- **What this task involves**: Each line of the data below containing "ApiError" needs to be listed.

- **Dataset records**:
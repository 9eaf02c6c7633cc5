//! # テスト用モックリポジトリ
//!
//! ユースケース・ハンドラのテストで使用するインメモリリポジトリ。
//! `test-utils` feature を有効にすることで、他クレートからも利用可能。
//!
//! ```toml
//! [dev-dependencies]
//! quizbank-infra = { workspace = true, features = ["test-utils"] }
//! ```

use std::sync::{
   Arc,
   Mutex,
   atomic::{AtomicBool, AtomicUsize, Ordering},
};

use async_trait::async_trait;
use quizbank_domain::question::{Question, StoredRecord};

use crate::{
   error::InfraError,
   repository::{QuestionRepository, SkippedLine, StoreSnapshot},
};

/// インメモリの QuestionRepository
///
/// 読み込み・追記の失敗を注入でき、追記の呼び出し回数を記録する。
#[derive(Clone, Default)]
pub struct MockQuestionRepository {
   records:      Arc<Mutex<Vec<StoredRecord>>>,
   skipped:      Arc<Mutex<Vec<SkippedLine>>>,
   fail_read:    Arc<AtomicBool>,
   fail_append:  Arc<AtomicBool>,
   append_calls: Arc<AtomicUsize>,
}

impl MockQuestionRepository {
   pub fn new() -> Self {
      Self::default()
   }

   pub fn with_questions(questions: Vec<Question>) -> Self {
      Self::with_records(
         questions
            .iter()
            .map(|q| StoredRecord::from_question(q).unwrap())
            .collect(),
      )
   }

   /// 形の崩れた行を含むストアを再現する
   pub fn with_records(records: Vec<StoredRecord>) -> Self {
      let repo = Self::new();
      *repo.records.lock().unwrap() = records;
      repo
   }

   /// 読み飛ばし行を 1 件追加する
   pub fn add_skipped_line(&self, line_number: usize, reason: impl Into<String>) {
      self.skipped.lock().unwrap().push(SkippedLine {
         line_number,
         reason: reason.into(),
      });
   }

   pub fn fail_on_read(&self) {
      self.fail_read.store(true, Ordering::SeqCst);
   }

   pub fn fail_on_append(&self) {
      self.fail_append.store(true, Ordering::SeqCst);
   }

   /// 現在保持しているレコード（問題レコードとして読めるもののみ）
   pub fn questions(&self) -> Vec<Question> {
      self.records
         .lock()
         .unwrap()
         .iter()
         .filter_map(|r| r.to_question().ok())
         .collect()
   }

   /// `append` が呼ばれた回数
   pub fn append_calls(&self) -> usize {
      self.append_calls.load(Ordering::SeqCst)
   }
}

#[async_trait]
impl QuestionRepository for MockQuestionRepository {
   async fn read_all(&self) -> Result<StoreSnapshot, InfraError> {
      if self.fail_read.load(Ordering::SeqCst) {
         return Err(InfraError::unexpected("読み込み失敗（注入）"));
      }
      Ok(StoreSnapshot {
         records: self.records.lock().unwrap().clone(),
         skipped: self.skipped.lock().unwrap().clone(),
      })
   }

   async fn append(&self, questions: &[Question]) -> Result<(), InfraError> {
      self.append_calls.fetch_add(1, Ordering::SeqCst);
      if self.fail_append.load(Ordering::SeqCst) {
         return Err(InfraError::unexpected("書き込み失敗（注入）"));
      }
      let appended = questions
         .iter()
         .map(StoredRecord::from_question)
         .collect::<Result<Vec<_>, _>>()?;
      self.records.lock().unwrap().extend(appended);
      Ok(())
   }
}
---
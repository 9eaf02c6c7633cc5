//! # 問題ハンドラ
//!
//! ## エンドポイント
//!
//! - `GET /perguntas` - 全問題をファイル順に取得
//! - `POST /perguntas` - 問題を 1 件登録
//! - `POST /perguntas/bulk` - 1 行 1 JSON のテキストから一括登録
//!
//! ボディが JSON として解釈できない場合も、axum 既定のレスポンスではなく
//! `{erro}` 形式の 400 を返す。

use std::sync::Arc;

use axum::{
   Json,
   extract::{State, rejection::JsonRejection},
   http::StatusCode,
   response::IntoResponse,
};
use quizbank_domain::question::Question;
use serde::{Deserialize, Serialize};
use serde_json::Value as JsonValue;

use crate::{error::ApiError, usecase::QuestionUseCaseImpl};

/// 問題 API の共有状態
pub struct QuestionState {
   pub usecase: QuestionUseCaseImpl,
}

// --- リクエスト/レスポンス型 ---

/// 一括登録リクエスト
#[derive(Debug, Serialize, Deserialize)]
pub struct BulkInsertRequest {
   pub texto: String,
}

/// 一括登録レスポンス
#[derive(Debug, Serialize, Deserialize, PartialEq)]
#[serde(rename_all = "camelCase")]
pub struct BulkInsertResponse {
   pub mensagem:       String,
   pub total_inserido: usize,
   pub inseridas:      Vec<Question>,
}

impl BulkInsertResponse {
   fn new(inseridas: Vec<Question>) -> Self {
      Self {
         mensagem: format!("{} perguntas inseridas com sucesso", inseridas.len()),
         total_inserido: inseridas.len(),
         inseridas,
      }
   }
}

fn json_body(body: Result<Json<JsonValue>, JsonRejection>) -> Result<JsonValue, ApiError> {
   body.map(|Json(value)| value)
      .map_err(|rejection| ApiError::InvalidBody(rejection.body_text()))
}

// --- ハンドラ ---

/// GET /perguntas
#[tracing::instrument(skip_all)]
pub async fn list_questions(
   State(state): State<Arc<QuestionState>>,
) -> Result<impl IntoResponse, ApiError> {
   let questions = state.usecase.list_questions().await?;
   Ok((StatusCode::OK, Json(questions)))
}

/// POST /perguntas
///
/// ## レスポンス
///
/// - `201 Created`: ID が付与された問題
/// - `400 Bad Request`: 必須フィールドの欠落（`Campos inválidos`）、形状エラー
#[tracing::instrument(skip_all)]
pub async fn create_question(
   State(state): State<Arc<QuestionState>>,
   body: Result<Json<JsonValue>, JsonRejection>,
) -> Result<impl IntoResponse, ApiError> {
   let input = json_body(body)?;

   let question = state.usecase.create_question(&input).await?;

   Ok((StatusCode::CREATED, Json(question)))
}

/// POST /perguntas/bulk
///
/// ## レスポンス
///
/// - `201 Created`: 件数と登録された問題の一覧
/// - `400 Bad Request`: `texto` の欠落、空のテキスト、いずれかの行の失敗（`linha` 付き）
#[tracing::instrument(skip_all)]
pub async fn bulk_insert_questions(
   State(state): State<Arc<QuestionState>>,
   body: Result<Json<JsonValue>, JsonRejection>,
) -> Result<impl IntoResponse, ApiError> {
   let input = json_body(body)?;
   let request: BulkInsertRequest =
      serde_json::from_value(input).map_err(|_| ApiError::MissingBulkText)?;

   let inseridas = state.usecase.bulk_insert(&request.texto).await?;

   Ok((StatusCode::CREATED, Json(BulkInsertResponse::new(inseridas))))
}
--
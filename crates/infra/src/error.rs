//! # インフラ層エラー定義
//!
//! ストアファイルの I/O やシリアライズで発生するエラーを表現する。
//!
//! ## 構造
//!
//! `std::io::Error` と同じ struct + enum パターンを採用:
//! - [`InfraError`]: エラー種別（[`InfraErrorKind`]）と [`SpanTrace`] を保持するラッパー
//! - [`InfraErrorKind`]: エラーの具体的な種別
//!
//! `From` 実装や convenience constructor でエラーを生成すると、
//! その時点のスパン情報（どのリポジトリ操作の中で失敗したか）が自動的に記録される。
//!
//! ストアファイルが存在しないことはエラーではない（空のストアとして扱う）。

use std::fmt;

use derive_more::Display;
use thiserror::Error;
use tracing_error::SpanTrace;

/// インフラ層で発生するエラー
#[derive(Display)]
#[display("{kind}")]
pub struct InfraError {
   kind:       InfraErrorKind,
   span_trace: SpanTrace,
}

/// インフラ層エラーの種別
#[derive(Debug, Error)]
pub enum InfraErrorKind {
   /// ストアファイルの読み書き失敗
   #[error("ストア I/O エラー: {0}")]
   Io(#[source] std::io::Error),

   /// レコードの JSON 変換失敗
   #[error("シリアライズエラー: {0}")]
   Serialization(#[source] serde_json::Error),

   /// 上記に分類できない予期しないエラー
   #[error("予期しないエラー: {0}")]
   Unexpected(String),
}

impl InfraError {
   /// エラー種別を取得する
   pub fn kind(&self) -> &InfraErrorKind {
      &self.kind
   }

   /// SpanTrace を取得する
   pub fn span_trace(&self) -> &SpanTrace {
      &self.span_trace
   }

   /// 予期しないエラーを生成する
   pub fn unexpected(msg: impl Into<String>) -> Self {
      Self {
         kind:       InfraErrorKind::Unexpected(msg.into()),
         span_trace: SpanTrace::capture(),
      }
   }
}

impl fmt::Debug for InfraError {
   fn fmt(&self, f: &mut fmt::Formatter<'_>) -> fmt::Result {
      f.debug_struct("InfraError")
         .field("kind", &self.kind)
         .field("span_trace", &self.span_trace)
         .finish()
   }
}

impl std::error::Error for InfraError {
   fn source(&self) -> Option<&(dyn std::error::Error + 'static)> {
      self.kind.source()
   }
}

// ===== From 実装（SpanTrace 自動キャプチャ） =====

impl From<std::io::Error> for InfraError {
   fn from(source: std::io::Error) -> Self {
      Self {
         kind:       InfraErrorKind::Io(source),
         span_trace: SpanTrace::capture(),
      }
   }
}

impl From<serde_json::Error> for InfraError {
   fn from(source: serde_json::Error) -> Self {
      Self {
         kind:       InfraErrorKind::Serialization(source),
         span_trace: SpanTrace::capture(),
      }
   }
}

- **Reply to the task**:
use crate::{error::ApiError, usecase::QuestionUseCaseImpl};
fn json_body(body: Result<Json<JsonValue>, JsonRejection>) -> Result<JsonValue, ApiError> {
      .map_err(|rejection| ApiError::InvalidBody(rejection.body_text()))
) -> Result<impl IntoResponse, ApiError> {
) -> Result<impl IntoResponse, ApiError> {
) -> Result<impl IntoResponse, ApiError> {
      serde_json::from_value(input).map_err(|_| ApiError::MissingBulkText)?;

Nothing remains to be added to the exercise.